In contrast to the high-energy, low-energy photoionization strongly depends on the secondary DNA structure. It is not observed for mononucleosides, mononucleotides or purely stacked single strands (Φ < 0.5 × 10^{−4}). The quantum yields determined for duplexes fall in the range of (1-2) × 10^{−3} while the highest Φ values, up to 1.4 × 10^{−2}, have been detected for G-Quadruplexes. The photonization quantum yield determined for genomic DNA is similar to that reported for the formation of bipyrimidine photoproducts.

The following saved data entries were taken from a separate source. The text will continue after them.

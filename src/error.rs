//! # Error Types
//!
//! One enum per failure family. Only [`ConfigError`] and a required-asset
//! [`AssetError`] stop the process; everything else is logged and the display
//! keeps showing the last good data.

use std::io;
use std::path::PathBuf;
use thiserror::Error;

/// Startup configuration problems. Always fatal.
#[derive(Error, Debug)]
pub enum ConfigError {
    /// A required secret environment variable is unset or empty
    #[error("required environment variable {0} is not set")]
    MissingSecret(&'static str),

    /// Configuration values that cannot drive the board
    #[error("invalid configuration: {0}")]
    Invalid(String),
}

/// Failure to obtain fresh data from one of the upstream services.
///
/// Non-fatal: the refresher logs it and the previously published value stays
/// on the display until the next scheduled attempt.
#[derive(Error, Debug)]
pub enum FetchError {
    /// HTTP request failed (network, TLS, timeout)
    #[error("HTTP error: {0}")]
    Http(#[from] reqwest::Error),

    /// Server answered with a non-2xx status
    #[error("unexpected HTTP status {0}")]
    Status(reqwest::StatusCode),

    /// Body was not a valid GTFS-realtime message
    #[error("feed decode failed: {0}")]
    Decode(#[from] prost::DecodeError),

    /// Body was not valid JSON
    #[error("JSON decode failed: {0}")]
    Json(#[from] serde_json::Error),

    /// A required field was missing or not numeric
    #[error("missing field: {0}")]
    MissingField(&'static str),
}

/// Problems loading static image assets.
#[derive(Error, Debug)]
pub enum AssetError {
    #[error("asset not found: {0}")]
    Missing(PathBuf),

    #[error("asset IO: {0}")]
    Io(#[from] io::Error),

    #[error("image decode failed for {path}: {source}")]
    Image {
        path: PathBuf,
        #[source]
        source: image::ImageError,
    },
}

/// Failure while handing a frame to the display.
#[derive(Error, Debug)]
pub enum SinkError {
    #[error("sink IO: {0}")]
    Io(#[from] io::Error),

    #[error("frame is {got:?} but sink is {expected:?}")]
    SizeMismatch {
        expected: (u32, u32),
        got: (u32, u32),
    },
}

The detailed examination of the structural factors affecting the low-energy photoionization, combined to quantum chemical calculations, indicates that it occurs via a complex mechanism. The latter involves excited charge transfer states, in which an atomic charge is transferred from one nucleobase to a neighboring one; such states are known to be populated during the electronic relaxation following photon absorption. Subsequently, a small population of these states undergoes charge separation. And, eventually, the electron is ejected from the nucleobase bearing the negative charge, because its ionization potential is lower compared to those of neutral nucleobases.

==Two-photon ionization==
Two-photon photoionization is provoked by intense laser pulses of short duration. In this case, a first photon absorbed by DNA gives rise to an electronic excited state. During its lifetime, the latter may absorb a second photon. The electron is then ejected from this excited state and not from the ground state, as happens for the one-photon ionization.
This ionization mode started to be used already from the 1980sin order to characterize chemically the final DNA lesions (single and double strand breaks, 8-oxo-7,8-dihydroguanine,..), stemming from this process. Typically, lasers emitting at 248 or 266 nm have been employed in combination to analytical or biochemical methods. Such measurements are performed both on DNA solutions and on cells.

The need to correlate the observed lesions with the ejected electrons lead to first time-resolved absorption studies on the process triggered by absorption of UV radiation directly by DNA. Thus, signatures of the nucleobase radicals were discovered either in the UV-visible spectral domain or in the infrared.